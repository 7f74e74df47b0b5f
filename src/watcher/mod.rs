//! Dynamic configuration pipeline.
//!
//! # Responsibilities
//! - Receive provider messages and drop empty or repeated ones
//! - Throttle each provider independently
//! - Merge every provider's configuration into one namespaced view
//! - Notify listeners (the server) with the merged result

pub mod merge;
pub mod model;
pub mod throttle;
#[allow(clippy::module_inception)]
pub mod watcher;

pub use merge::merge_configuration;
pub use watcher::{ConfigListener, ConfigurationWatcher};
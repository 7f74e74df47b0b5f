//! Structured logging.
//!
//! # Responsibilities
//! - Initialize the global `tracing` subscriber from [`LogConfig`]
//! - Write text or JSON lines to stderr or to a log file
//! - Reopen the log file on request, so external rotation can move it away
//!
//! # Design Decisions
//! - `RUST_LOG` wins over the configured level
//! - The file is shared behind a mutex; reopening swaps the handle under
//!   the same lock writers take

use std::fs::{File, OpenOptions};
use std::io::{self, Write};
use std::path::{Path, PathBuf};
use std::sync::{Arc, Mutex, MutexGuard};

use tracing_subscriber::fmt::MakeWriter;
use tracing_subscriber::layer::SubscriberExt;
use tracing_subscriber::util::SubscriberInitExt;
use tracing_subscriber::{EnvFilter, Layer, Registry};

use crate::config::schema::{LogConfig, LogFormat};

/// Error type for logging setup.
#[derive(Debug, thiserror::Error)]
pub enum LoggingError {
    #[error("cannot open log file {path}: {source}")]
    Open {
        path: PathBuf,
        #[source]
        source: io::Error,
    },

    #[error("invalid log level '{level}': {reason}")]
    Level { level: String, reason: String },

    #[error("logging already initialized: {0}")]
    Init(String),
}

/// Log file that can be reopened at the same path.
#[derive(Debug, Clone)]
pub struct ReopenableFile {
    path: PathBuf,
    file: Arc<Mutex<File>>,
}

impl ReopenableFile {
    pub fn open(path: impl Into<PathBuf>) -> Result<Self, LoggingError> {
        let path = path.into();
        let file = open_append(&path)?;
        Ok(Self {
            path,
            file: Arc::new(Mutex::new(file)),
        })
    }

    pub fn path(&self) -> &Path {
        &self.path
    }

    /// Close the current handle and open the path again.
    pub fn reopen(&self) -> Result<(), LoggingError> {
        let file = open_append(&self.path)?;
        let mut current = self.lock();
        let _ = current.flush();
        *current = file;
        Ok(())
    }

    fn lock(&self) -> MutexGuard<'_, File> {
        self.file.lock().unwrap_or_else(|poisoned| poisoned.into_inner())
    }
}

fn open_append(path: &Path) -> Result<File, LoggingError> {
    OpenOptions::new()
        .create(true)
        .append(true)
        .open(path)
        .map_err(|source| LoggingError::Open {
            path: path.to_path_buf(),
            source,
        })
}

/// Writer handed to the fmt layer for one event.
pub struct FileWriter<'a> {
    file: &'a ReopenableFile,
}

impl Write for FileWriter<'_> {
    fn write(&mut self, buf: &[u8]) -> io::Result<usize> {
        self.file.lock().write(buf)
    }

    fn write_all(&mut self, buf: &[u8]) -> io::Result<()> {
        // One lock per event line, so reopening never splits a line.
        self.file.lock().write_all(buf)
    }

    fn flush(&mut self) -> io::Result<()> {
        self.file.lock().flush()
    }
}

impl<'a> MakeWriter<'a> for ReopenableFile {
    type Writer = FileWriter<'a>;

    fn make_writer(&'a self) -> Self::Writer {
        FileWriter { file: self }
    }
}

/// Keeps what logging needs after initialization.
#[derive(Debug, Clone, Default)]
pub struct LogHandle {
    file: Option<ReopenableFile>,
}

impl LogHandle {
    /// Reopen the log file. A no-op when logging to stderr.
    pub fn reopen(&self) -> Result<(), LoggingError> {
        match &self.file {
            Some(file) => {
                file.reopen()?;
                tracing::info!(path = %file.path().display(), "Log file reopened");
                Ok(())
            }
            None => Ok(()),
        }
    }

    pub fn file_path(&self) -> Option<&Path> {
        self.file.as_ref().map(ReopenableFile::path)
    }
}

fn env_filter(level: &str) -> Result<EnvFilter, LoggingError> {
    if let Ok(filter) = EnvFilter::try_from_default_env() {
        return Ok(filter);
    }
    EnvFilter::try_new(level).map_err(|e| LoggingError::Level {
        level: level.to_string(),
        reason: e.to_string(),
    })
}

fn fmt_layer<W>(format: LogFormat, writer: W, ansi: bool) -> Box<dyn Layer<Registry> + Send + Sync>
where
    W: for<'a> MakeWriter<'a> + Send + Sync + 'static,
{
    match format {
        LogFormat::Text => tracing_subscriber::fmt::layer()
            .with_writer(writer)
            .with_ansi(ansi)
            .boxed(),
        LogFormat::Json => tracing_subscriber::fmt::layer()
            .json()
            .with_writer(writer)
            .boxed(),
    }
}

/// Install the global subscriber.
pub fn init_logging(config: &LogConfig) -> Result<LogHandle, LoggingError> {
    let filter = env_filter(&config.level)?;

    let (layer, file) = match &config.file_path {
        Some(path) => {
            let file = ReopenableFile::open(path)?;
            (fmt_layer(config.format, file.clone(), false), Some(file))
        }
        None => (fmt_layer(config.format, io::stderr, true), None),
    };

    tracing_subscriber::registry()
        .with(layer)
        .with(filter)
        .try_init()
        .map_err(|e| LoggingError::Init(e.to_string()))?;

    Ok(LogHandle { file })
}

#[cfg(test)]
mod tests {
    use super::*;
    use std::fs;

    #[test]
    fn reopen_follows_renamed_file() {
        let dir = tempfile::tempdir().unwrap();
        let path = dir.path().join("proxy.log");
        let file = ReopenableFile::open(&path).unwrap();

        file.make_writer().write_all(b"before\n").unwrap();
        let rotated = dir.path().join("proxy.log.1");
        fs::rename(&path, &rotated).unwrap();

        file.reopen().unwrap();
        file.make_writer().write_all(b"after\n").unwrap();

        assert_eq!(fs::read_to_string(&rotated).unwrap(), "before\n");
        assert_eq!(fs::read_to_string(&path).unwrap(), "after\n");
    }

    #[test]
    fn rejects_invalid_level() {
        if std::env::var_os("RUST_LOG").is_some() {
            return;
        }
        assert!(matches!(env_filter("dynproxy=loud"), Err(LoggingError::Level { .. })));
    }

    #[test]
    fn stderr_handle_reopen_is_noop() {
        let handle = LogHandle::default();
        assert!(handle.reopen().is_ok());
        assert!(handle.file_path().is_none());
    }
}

---+---

> **WHAT IS EXPECTED**:
Whenever a line of the data holds the string "LogConfig", pick that line out.

> **RESPONSE**:
//! - Initialize the global `tracing` subscriber from [`LogConfig`]
use crate::config::schema::{LogConfig, LogFormat};
pub fn init_logging(config: &LogConfig) -> Result<LogHandle, LoggingError> {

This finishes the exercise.